**ENTRIES SHOWN**:

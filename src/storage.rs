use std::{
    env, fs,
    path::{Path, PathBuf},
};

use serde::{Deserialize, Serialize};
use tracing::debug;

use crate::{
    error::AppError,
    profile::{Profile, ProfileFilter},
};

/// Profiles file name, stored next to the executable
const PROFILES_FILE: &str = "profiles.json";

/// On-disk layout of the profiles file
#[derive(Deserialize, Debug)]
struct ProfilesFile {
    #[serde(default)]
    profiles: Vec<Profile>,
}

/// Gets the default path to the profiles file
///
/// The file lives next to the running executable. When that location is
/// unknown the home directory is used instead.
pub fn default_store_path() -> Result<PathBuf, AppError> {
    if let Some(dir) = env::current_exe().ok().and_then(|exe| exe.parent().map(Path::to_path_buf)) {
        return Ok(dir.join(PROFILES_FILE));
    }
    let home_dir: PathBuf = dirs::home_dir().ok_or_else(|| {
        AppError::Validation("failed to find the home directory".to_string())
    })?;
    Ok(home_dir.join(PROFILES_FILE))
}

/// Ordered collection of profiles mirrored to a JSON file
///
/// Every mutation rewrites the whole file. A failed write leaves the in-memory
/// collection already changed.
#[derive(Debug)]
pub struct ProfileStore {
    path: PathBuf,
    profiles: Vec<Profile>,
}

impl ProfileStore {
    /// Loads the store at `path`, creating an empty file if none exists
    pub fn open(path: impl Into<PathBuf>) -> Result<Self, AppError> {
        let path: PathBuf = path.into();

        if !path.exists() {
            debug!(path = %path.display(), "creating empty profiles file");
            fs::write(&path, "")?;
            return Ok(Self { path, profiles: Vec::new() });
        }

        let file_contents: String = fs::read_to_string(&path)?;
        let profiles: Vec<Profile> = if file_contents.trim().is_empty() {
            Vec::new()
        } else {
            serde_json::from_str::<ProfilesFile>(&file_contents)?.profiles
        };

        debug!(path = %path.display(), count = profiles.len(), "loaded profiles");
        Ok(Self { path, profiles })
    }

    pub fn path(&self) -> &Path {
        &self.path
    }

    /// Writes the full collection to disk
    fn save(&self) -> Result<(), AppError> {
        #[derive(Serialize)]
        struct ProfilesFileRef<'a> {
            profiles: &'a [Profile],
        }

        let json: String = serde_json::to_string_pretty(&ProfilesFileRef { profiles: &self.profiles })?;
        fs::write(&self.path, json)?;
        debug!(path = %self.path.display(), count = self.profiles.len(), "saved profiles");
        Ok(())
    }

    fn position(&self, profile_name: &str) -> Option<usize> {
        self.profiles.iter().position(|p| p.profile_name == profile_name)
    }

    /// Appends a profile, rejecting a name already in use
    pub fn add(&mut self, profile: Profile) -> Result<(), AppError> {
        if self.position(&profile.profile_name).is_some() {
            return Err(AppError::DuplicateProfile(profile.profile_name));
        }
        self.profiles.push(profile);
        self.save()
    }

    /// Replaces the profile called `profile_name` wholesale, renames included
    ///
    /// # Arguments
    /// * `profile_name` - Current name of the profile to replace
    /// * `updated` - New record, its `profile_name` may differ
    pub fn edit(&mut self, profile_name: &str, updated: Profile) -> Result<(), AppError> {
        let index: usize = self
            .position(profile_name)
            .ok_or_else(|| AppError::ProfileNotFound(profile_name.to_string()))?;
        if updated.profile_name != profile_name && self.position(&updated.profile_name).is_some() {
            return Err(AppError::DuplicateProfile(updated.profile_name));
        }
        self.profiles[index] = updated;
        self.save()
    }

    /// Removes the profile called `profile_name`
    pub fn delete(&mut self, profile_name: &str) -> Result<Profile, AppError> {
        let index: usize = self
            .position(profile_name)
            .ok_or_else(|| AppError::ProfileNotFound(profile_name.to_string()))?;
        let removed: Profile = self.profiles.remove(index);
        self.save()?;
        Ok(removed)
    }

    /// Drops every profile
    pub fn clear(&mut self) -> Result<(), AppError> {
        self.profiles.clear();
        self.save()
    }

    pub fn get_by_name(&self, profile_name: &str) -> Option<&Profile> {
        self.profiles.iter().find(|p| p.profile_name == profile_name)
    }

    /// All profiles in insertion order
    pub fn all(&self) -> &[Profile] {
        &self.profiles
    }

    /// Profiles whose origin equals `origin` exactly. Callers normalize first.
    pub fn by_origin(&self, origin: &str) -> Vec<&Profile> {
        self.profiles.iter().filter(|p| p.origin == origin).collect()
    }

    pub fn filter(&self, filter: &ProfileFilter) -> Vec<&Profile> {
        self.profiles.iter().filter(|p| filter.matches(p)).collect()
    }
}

--

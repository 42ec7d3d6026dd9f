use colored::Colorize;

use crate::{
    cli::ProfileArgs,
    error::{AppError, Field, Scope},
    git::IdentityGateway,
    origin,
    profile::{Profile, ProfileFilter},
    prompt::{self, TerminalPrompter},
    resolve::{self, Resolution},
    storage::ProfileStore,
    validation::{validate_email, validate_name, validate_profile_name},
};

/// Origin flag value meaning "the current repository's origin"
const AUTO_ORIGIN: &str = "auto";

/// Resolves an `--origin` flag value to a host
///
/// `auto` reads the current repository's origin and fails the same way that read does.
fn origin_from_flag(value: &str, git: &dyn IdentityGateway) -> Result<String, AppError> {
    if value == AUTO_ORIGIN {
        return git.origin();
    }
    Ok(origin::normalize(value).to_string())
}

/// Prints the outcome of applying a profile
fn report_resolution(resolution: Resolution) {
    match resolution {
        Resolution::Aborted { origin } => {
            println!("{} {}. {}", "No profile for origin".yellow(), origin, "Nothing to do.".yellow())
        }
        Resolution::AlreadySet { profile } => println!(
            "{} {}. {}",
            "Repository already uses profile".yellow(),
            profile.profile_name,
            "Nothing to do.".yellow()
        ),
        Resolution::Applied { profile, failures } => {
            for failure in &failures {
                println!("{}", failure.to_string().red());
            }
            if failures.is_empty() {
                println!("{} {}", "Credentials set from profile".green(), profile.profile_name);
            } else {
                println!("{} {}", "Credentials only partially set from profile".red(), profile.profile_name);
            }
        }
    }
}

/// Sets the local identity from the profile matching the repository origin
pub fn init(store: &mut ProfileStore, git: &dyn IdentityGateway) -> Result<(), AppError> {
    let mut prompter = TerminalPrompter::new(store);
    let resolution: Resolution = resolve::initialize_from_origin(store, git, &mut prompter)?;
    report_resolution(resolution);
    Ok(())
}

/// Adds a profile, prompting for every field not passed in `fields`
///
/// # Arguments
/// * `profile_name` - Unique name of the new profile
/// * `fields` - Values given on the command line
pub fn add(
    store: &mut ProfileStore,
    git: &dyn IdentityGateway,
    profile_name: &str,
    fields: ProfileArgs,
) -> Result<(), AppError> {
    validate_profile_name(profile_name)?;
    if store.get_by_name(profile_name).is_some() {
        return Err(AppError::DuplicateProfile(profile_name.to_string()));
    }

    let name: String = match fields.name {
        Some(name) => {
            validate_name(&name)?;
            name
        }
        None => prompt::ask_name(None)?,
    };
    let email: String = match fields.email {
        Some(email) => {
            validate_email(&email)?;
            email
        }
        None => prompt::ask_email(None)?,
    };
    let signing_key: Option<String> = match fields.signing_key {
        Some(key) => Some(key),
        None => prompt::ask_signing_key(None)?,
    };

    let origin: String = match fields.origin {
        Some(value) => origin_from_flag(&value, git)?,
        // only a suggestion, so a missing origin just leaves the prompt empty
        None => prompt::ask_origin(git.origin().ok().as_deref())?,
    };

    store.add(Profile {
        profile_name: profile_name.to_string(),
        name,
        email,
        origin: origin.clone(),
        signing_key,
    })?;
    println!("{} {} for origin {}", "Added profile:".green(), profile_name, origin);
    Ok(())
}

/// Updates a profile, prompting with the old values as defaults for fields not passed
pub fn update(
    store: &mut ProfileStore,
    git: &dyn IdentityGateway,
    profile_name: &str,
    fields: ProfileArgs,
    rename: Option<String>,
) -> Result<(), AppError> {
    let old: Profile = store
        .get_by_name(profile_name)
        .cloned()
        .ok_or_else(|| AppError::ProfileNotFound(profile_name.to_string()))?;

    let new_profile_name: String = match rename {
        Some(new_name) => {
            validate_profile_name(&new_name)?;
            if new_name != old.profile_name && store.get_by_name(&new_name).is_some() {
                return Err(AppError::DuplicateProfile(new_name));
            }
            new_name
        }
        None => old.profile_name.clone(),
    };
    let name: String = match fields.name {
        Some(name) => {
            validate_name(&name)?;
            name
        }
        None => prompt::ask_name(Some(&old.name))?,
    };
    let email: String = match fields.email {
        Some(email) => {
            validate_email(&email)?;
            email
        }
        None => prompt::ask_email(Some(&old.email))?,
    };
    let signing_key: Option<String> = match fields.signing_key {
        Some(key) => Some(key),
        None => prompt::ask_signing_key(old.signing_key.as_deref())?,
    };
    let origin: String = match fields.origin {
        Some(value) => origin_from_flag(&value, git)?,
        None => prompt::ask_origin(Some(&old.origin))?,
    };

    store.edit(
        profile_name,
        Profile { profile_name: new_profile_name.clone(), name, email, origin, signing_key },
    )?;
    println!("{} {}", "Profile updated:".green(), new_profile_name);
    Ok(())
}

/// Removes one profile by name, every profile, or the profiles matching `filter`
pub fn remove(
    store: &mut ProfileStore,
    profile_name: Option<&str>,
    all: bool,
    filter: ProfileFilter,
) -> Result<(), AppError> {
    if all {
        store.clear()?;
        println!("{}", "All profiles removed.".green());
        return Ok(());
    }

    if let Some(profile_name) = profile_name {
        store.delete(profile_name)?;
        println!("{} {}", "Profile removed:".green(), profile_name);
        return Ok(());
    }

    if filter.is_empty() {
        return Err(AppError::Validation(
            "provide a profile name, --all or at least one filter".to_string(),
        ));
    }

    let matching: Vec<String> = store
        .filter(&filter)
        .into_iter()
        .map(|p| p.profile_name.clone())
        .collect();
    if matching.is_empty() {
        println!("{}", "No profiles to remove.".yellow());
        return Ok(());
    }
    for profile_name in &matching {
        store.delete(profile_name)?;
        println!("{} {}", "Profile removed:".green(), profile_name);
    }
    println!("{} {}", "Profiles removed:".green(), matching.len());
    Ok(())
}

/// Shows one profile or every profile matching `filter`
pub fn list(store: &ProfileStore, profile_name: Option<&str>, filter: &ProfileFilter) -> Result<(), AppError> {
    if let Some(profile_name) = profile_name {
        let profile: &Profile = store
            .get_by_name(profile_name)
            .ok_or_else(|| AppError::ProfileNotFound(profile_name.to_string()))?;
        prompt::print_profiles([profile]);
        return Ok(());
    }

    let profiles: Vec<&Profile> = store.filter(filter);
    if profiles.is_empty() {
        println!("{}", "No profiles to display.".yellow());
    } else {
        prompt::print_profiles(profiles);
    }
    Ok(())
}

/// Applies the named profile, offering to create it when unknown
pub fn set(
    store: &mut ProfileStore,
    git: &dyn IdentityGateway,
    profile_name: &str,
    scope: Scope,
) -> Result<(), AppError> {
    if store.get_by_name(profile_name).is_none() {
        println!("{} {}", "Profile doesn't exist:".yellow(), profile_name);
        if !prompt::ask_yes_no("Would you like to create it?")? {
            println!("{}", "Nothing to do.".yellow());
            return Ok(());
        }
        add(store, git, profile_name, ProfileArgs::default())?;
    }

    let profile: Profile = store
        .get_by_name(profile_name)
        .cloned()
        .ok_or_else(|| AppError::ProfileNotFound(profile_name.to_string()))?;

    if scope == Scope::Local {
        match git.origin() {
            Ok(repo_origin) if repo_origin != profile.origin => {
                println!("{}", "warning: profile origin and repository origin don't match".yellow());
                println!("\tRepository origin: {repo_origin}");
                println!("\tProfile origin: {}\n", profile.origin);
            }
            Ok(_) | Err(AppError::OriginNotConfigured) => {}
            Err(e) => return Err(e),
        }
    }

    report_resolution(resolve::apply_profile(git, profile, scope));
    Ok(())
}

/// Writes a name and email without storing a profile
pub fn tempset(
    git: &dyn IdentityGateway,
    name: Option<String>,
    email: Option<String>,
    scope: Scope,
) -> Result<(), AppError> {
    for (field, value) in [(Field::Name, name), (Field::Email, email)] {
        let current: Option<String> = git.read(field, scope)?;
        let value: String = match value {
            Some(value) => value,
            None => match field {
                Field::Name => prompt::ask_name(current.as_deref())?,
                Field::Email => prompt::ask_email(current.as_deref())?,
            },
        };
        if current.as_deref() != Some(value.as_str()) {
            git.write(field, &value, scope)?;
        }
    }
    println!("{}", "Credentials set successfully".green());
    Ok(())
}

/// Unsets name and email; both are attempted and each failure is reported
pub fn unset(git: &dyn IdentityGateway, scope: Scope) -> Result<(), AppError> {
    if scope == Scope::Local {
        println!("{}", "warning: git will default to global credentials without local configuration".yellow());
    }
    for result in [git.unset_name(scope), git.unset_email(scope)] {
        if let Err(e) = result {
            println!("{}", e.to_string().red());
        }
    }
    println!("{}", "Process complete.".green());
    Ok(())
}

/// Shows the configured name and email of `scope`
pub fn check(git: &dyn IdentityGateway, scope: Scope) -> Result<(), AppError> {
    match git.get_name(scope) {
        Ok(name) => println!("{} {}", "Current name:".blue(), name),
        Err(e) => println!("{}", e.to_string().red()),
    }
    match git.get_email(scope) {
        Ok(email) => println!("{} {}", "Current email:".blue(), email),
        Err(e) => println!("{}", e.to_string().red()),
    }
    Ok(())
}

**EXERCISE BRIEF**:
Word for word, restate the lines above from the line containing "pub fn path(&self)" through the line containing "let json: String", with both included and nothing else.

**TASK RESPONSE**:
    pub fn path(&self) -> &Path {
        &self.path
    }

    /// Writes the full collection to disk
    fn save(&self) -> Result<(), AppError> {
        #[derive(Serialize)]
        struct ProfilesFileRef<'a> {
            profiles: &'a [Profile],
        }

        let json: String = serde_json::to_string_pretty(&ProfilesFileRef { profiles: &self.profiles })?;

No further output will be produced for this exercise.